Hepatocellular carcinoma (HCC) is responsible for more than 500,000 yearly deaths worldwide. The lack of effective therapies for this disease necessitates novel therapeutic approaches. Oncolytic viral vectors, such as vesicular stomatitis virus (VSV), are a promising new anticancer platform for HCC. In addition to direct cytopathology, VSV infection of cancer cells elicits specific and nonspecific immune responses, thus overcoming immunological tolerance to the tumor. The type III IFN family of cytokines (IFN-λ1, 2, and 3) have antiviral and immunomodulatory properties, and inhibit tumor progression in several different cancer models.

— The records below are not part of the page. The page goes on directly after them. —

// self
use crate::{
	_prelude::*,
	auth::ProviderId,
	provider::{
		GrantType, ProviderDescriptor, ProviderEndpoints, ProviderKind, ProviderStyle,
		SecurityCheck,
	},
};

/// Errors raised while constructing or validating descriptors.
#[derive(Debug, PartialEq, Eq, Serialize, Deserialize, ThisError)]
pub enum ProviderDescriptorError {
	/// Authorization endpoint is required for the authorization-code flow.
	#[error("Missing authorization endpoint.")]
	MissingAuthorizationEndpoint,
	/// Token endpoint is mandatory.
	#[error("Missing token endpoint.")]
	MissingTokenEndpoint,
	/// User-info endpoint is mandatory.
	#[error("Missing user-info endpoint.")]
	MissingUserinfoEndpoint,
	/// Display name cannot be blank.
	#[error("Descriptor name cannot be empty.")]
	EmptyName,
	/// Endpoints must use HTTPS.
	#[error("The {endpoint} endpoint must use HTTPS: {url}.")]
	InsecureEndpoint {
		/// Which endpoint failed validation.
		endpoint: &'static str,
		/// Endpoint URL that failed validation.
		url: String,
	},
}

/// Builder for [`ProviderDescriptor`] values.
#[derive(Debug)]
pub struct ProviderDescriptorBuilder {
	/// Identifier for the descriptor being constructed.
	pub id: ProviderId,
	/// Human-readable name; defaults to the identifier.
	pub name: Option<String>,
	/// Protocol family.
	pub kind: ProviderKind,
	/// Protocol version tag.
	pub version: String,
	/// Authorization endpoint.
	pub authorization_endpoint: Option<Url>,
	/// Token endpoint.
	pub token_endpoint: Option<Url>,
	/// User-info endpoint.
	pub userinfo_endpoint: Option<Url>,
	/// Grant type sent to the token endpoint.
	pub token_grant: GrantType,
	/// Checks the host runtime must perform.
	pub checks: Vec<SecurityCheck>,
	/// Optional presentation hints.
	pub style: Option<ProviderStyle>,
}
impl ProviderDescriptorBuilder {
	/// Creates a new builder seeded with the provided identifier.
	pub fn new(id: ProviderId) -> Self {
		Self {
			id,
			name: None,
			kind: ProviderKind::default(),
			version: "2.0".into(),
			authorization_endpoint: None,
			token_endpoint: None,
			userinfo_endpoint: None,
			token_grant: GrantType::default(),
			checks: Vec::new(),
			style: None,
		}
	}

	/// Sets the human-readable name.
	pub fn name(mut self, name: impl Into<String>) -> Self {
		self.name = Some(name.into());

		self
	}

	/// Sets the protocol version tag.
	pub fn version(mut self, version: impl Into<String>) -> Self {
		self.version = version.into();

		self
	}

	/// Sets the authorization endpoint.
	pub fn authorization_endpoint(mut self, url: Url) -> Self {
		self.authorization_endpoint = Some(url);

		self
	}

	/// Sets the token endpoint.
	pub fn token_endpoint(mut self, url: Url) -> Self {
		self.token_endpoint = Some(url);

		self
	}

	/// Sets the user-info endpoint.
	pub fn userinfo_endpoint(mut self, url: Url) -> Self {
		self.userinfo_endpoint = Some(url);

		self
	}

	/// Overrides the grant type sent to the token endpoint.
	pub fn token_grant(mut self, grant: GrantType) -> Self {
		self.token_grant = grant;

		self
	}

	/// Requires a security check; duplicates are ignored.
	pub fn check(mut self, check: SecurityCheck) -> Self {
		if !self.checks.contains(&check) {
			self.checks.push(check);
		}

		self
	}

	/// Sets the presentation hints.
	pub fn style(mut self, style: ProviderStyle) -> Self {
		self.style = Some(style);

		self
	}

	/// Consumes the builder and validates the resulting descriptor.
	pub fn build(self) -> Result<ProviderDescriptor, ProviderDescriptorError> {
		let authorization = self
			.authorization_endpoint
			.ok_or(ProviderDescriptorError::MissingAuthorizationEndpoint)?;
		let token = self.token_endpoint.ok_or(ProviderDescriptorError::MissingTokenEndpoint)?;
		let userinfo =
			self.userinfo_endpoint.ok_or(ProviderDescriptorError::MissingUserinfoEndpoint)?;
		let name = self.name.unwrap_or_else(|| self.id.to_string());
		let descriptor = ProviderDescriptor {
			id: self.id,
			name,
			kind: self.kind,
			version: self.version,
			endpoints: ProviderEndpoints { authorization, token, userinfo },
			token_grant: self.token_grant,
			checks: self.checks,
			style: self.style,
		};

		descriptor.validate()?;

		Ok(descriptor)
	}
}

impl ProviderDescriptor {
	/// Validates invariants for the descriptor.
	pub(crate) fn validate(&self) -> Result<(), ProviderDescriptorError> {
		if self.name.trim().is_empty() {
			return Err(ProviderDescriptorError::EmptyName);
		}

		validate_endpoint("authorization", &self.endpoints.authorization)?;
		validate_endpoint("token", &self.endpoints.token)?;
		validate_endpoint("userinfo", &self.endpoints.userinfo)?;

		Ok(())
	}
}

fn validate_endpoint(name: &'static str, url: &Url) -> Result<(), ProviderDescriptorError> {
	if url.scheme() != "https" {
		Err(ProviderDescriptorError::InsecureEndpoint { endpoint: name, url: url.to_string() })
	} else {
		Ok(())
	}
}
//! AuthSCH (BME) OAuth 2.0 provider adapter: declares endpoints, scopes, and token parameters,
//! fetches the user profile, and normalizes it for the host OAuth runtime.

#![deny(clippy::all, missing_docs, unused_crate_dependencies)]

pub mod auth;
pub mod error;
pub mod flows;
pub mod http;
pub mod oauth;
pub mod obs;
pub mod options;
pub mod profile;
pub mod provider;
#[cfg(all(any(test, feature = "test"), feature = "reqwest"))]
pub mod _preludet {
	//! Convenience re-exports and helpers for integration tests; enabled via `cfg(test)` or the
	//! `test` crate feature.

	pub use crate::_prelude::*;

	// self
	use crate::{
		flows::AuthSch,
		http::ReqwestHttpClient,
		oauth::ReqwestTransportErrorMapper,
		options::AuthSchOptions,
		provider::{ProviderDescriptor, ProviderEndpoints},
	};

	/// Adapter type alias used by reqwest-backed integration tests.
	pub type ReqwestTestAdapter = AuthSch<ReqwestHttpClient, ReqwestTransportErrorMapper>;

	/// Client identifier shared by test fixtures.
	pub const TEST_CLIENT_ID: &str = "client-it";
	/// Client secret shared by test fixtures.
	pub const TEST_CLIENT_SECRET: &str = "secret-it";

	/// Options carrying the test client credentials and an optional scope override.
	pub fn test_options(scope: Option<&str>) -> AuthSchOptions {
		let options = AuthSchOptions::new(TEST_CLIENT_ID, TEST_CLIENT_SECRET);

		match scope {
			Some(scope) => options.with_scope(scope),
			None => options,
		}
	}

	/// Rewrites the AuthSCH descriptor so every endpoint points at `base` (e.g. an `httpmock`
	/// server) while keeping the production paths.
	///
	/// The endpoints are swapped in place, bypassing the builder's HTTPS validation, because
	/// local mock servers speak plain HTTP.
	pub fn descriptor_for_base(base: &str) -> ProviderDescriptor {
		let mut descriptor =
			ProviderDescriptor::authsch().expect("AuthSCH descriptor should build successfully.");
		let base = Url::parse(base).expect("Mock server base URL should parse successfully.");
		let join = |path: &str| base.join(path).expect("Mock endpoint path should join cleanly.");

		descriptor.endpoints = ProviderEndpoints {
			authorization: join("/site/login"),
			token: join("/oauth2/token"),
			userinfo: join("/api/profile"),
		};

		descriptor
	}

	/// Constructs an [`AuthSch`] adapter backed by the default reqwest transport whose
	/// endpoints point at `base`.
	pub fn build_reqwest_test_adapter(base: &str, options: AuthSchOptions) -> ReqwestTestAdapter {
		AuthSch::with_http_client(
			options,
			ReqwestHttpClient::default(),
			Arc::new(ReqwestTransportErrorMapper),
		)
		.expect("Test adapter should build successfully.")
		.with_descriptor(descriptor_for_base(base))
	}
}

mod _prelude {
	pub use std::{
		collections::BTreeMap,
		error::Error as StdError,
		fmt::{Debug, Display, Formatter, Result as FmtResult},
		future::Future,
		pin::Pin,
		str::FromStr,
		sync::Arc,
	};

	#[cfg(feature = "reqwest")]
	pub use reqwest::{Client as ReqwestClient, Error as ReqwestError};
	pub use serde::{Deserialize, Serialize};
	pub use thiserror::Error as ThisError;
	pub use url::Url;

	pub use crate::error::{Error, Result};
}

#[cfg(feature = "reqwest")] pub use reqwest;
pub use url;
#[cfg(all(test, feature = "reqwest"))]
use {color_eyre as _, httpmock as _, parking_lot as _, tokio as _, tracing_subscriber as _};
#[cfg(test)] use oauth2_authsch as _;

We hypothesize that IFN-λ expression from VSV will improve oncolytic activity by both immunostimulatory effects and through increased selectivity of the virus for tumor cells.

Methods

We generated recombinant VSV vectors expressing mouse IFN-l2 either from the fifth position or the more highly expressing first position of the viral genome, and measured virus replication in cell culture and mice. Using a mouse model of HCC, we are examining the hypothesis that IFN-l expression from VSV will augment its antitumor activity.

Results

We found that IFN-l is expressed, secreted, and active when produced by VSV-infected cells. In cell culture, IFN-l expression from VSV attenuated virus replication in type III IFN-responsive cells, but not in type III IFN-nonresponsive cells, and after intranasal delivery to mice in vivo (Guayasamin et al., J. Virol., 2014). In vitro virus infection and spread assays demonstrate that VSV vectors expressing IFN-l are selectively cytopathic for type III IFN-nonresponsive liver cancer cells but not normal hepatocytes. Mouse models of HCC are being used to determine the antitumor potency of the VSV vectors and are ongoing.

Conclusion

These studies demonstrate the ability of the type III interferon cytokine family to enhance VSV oncolytic activity by increasing selectivity of the virus for type III IFN-resistant tumor cells.